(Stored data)
▬▬▬▬▬▬

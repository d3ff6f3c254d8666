//! K-fold cross-validation over a fixed lambda path.
//!
//! The lambda sequence comes from the full-data fit, so every fold is scored
//! on the same grid. Folds are independent and fitted in parallel.
//!
//! Selection rules:
//! 1. `lambda_min` minimizes the mean CV loss (ties -> larger lambda)
//! 2. `lambda_1se` is the largest lambda whose mean loss is within one
//!    standard error of the minimum

use nalgebra::{DMatrix, DVector};
use rand::prelude::*;
use rand::rngs::StdRng;
use rayon::prelude::*;
use serde::{Deserialize, Serialize};

use crate::domain::{CvMeasure, CvParams, Family, GlmParams, PredictKind};
use crate::error::AppError;
use crate::fit::elastic_net::fit_path;
use crate::models::unit_deviance;

/// Minimum number of folds.
const MIN_FOLDS: usize = 3;

/// Cross-validation curve and selected lambdas.
#[derive(Debug, Clone, PartialEq, Serialize, Deserialize)]
pub struct CvResult {
    pub lambdas: Vec<f64>,
    /// Mean held-out loss per lambda.
    pub cvm: Vec<f64>,
    /// Standard error of `cvm`.
    pub cvsd: Vec<f64>,
    pub cvup: Vec<f64>,
    pub cvlo: Vec<f64>,
    pub measure: CvMeasure,
    pub n_folds: usize,
    /// Fold of each observation, `1..=n_folds`.
    pub fold_ids: Vec<usize>,
    pub index_min: usize,
    pub index_1se: usize,
    pub lambda_min: f64,
    pub lambda_1se: f64,
}

/// Held-out losses for one fold.
struct FoldScore {
    n_test: usize,
    /// Mean loss per lambda.
    loss: Vec<f64>,
}

/// Deterministic fold assignment: shuffled indices dealt round-robin.
pub fn assign_folds(n: usize, n_folds: usize, seed: u64) -> Vec<usize> {
    let mut order: Vec<usize> = (0..n).collect();
    let mut rng = StdRng::seed_from_u64(seed);
    order.shuffle(&mut rng);

    let mut folds = vec![0; n];
    for (pos, &i) in order.iter().enumerate() {
        folds[i] = pos % n_folds + 1;
    }
    folds
}

/// Resolve and validate the fold assignment for `n` observations.
pub fn resolve_folds(n: usize, params: &CvParams) -> Result<(Vec<usize>, usize), AppError> {
    match &params.fold_ids {
        Some(ids) => {
            if ids.len() != n {
                return Err(AppError::invalid(format!(
                    "fold_ids length ({}) != number of observations ({n}).",
                    ids.len()
                )));
            }
            let k = ids.iter().copied().max().unwrap_or(0);
            if k < MIN_FOLDS {
                return Err(AppError::invalid(format!(
                    "Need at least {MIN_FOLDS} folds, fold_ids define {k}."
                )));
            }
            for fold in 1..=k {
                if !ids.contains(&fold) {
                    return Err(AppError::invalid(format!("Fold {fold} has no observations.")));
                }
            }
            if ids.contains(&0) {
                return Err(AppError::invalid("fold_ids are numbered from 1."));
            }
            Ok((ids.clone(), k))
        }
        None => {
            if params.n_folds < MIN_FOLDS {
                return Err(AppError::invalid(format!(
                    "n_folds must be >= {MIN_FOLDS}, got {}.",
                    params.n_folds
                )));
            }
            if params.n_folds > n {
                return Err(AppError::insufficient(format!(
                    "n_folds ({}) exceeds number of observations ({n}).",
                    params.n_folds
                )));
            }
            Ok((assign_folds(n, params.n_folds, params.seed), params.n_folds))
        }
    }
}

/// Cross-validate the elastic-net path on `lambdas`.
pub fn cross_validate(
    x: &DMatrix<f64>,
    y: &DVector<f64>,
    penalty_factors: &[f64],
    lambdas: &[f64],
    params: &CvParams,
) -> Result<CvResult, AppError> {
    let n = x.nrows();
    if y.len() != n {
        return Err(AppError::invalid(format!(
            "Response length ({}) != number of observations ({n}).",
            y.len()
        )));
    }
    if params.measure == CvMeasure::Class && params.glm.family != Family::Binomial {
        return Err(AppError::invalid("Measure 'class' is only available for the binomial family."));
    }
    let (fold_ids, n_folds) = resolve_folds(n, params)?;

    let fold_params = GlmParams {
        lambdas: Some(lambdas.to_vec()),
        ..params.glm.clone()
    };

    let scores: Vec<FoldScore> = (1..=n_folds)
        .into_par_iter()
        .map(|fold| score_fold(x, y, penalty_factors, &fold_ids, fold, &fold_params, params.measure))
        .collect::<Result<_, _>>()?;

    let n_lambda = lambdas.len();
    let mut cvm = vec![f64::NAN; n_lambda];
    let mut cvsd = vec![f64::NAN; n_lambda];
    for k in 0..n_lambda {
        // Folds whose path ended early only score the lambdas they reached.
        let reached: Vec<(f64, f64)> = scores
            .iter()
            .filter_map(|s| s.loss.get(k).map(|&l| (s.n_test as f64, l)))
            .collect();
        if reached.is_empty() {
            continue;
        }
        let total: f64 = reached.iter().map(|(w, _)| w).sum();
        let mean = reached.iter().map(|(w, l)| w * l).sum::<f64>() / total;
        let var = reached.iter().map(|(w, l)| w * (l - mean).powi(2)).sum::<f64>() / total;
        cvm[k] = mean;
        cvsd[k] = (var / (reached.len().max(2) as f64 - 1.0)).sqrt();
    }

    let (index_min, index_1se) = select_lambdas(&cvm, &cvsd)?;
    tracing::info!(
        n_folds,
        measure = params.measure.display_name(),
        lambda_min = lambdas[index_min],
        lambda_1se = lambdas[index_1se],
        "cross-validation complete"
    );

    Ok(CvResult {
        lambdas: lambdas.to_vec(),
        cvup: cvm.iter().zip(cvsd.iter()).map(|(m, s)| m + s).collect(),
        cvlo: cvm.iter().zip(cvsd.iter()).map(|(m, s)| m - s).collect(),
        cvm,
        cvsd,
        measure: params.measure,
        n_folds,
        fold_ids,
        index_min,
        index_1se,
        lambda_min: lambdas[index_min],
        lambda_1se: lambdas[index_1se],
    })
}

/// Pick `(index_min, index_1se)` from a CV curve ordered by decreasing lambda.
pub fn select_lambdas(cvm: &[f64], cvsd: &[f64]) -> Result<(usize, usize), AppError> {
    let mut best: Option<usize> = None;
    for (k, &m) in cvm.iter().enumerate() {
        if !m.is_finite() {
            continue;
        }
        match best {
            Some(b) if cvm[b] <= m => {}
            _ => best = Some(k),
        }
    }
    let Some(index_min) = best else {
        return Err(AppError::numerical("Cross-validation produced no finite losses."));
    };

    let threshold = cvm[index_min] + cvsd[index_min];
    let index_1se = cvm
        .iter()
        .position(|&m| m.is_finite() && m <= threshold)
        .unwrap_or(index_min)
        .min(index_min);
    Ok((index_min, index_1se))
}

fn score_fold(
    x: &DMatrix<f64>,
    y: &DVector<f64>,
    penalty_factors: &[f64],
    fold_ids: &[usize],
    fold: usize,
    params: &GlmParams,
    measure: CvMeasure,
) -> Result<FoldScore, AppError> {
    let train: Vec<usize> = (0..fold_ids.len()).filter(|&i| fold_ids[i] != fold).collect();
    let test: Vec<usize> = (0..fold_ids.len()).filter(|&i| fold_ids[i] == fold).collect();

    let x_train = select_rows(x, &train);
    let y_train = DVector::from_fn(train.len(), |i, _| y[train[i]]);
    let x_test = select_rows(x, &test);

    let path = fit_path(&x_train, &y_train, penalty_factors, params)?;
    tracing::debug!(fold, n_train = train.len(), n_test = test.len(), "fold fitted");

    let mut loss = Vec::with_capacity(path.n_lambda());
    for k in 0..path.n_lambda() {
        let mu = path.predict_at_index(&x_test, k, PredictKind::Response)?;
        let total: f64 = test
            .iter()
            .zip(mu.iter())
            .map(|(&i, &m)| observation_loss(measure, params.family, y[i], m))
            .sum();
        loss.push(total / test.len() as f64);
    }

    Ok(FoldScore {
        n_test: test.len(),
        loss,
    })
}

fn observation_loss(measure: CvMeasure, family: Family, y: f64, mu: f64) -> f64 {
    match measure {
        CvMeasure::Deviance => unit_deviance(family, y, mu),
        CvMeasure::Mse => (y - mu).powi(2),
        CvMeasure::Mae => (y - mu).abs(),
        CvMeasure::Class => {
            let predicted = if mu > 0.5 { 1.0 } else { 0.0 };
            if predicted == y { 0.0 } else { 1.0 }
        }
    }
}

fn select_rows(x: &DMatrix<f64>, rows: &[usize]) -> DMatrix<f64> {
    DMatrix::from_fn(rows.len(), x.ncols(), |i, j| x[(rows[i], j)])
}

▬▬▬▬▬▬

All of the lines above that carry the string "DMatrix" need to be found and copied.

(Exercise response):
use nalgebra::{DMatrix, DVector};
    x: &DMatrix<f64>,
    x: &DMatrix<f64>,
fn select_rows(x: &DMatrix<f64>, rows: &[usize]) -> DMatrix<f64> {
    DMatrix::from_fn(rows.len(), x.ncols(), |i, j| x[(rows[i], j)])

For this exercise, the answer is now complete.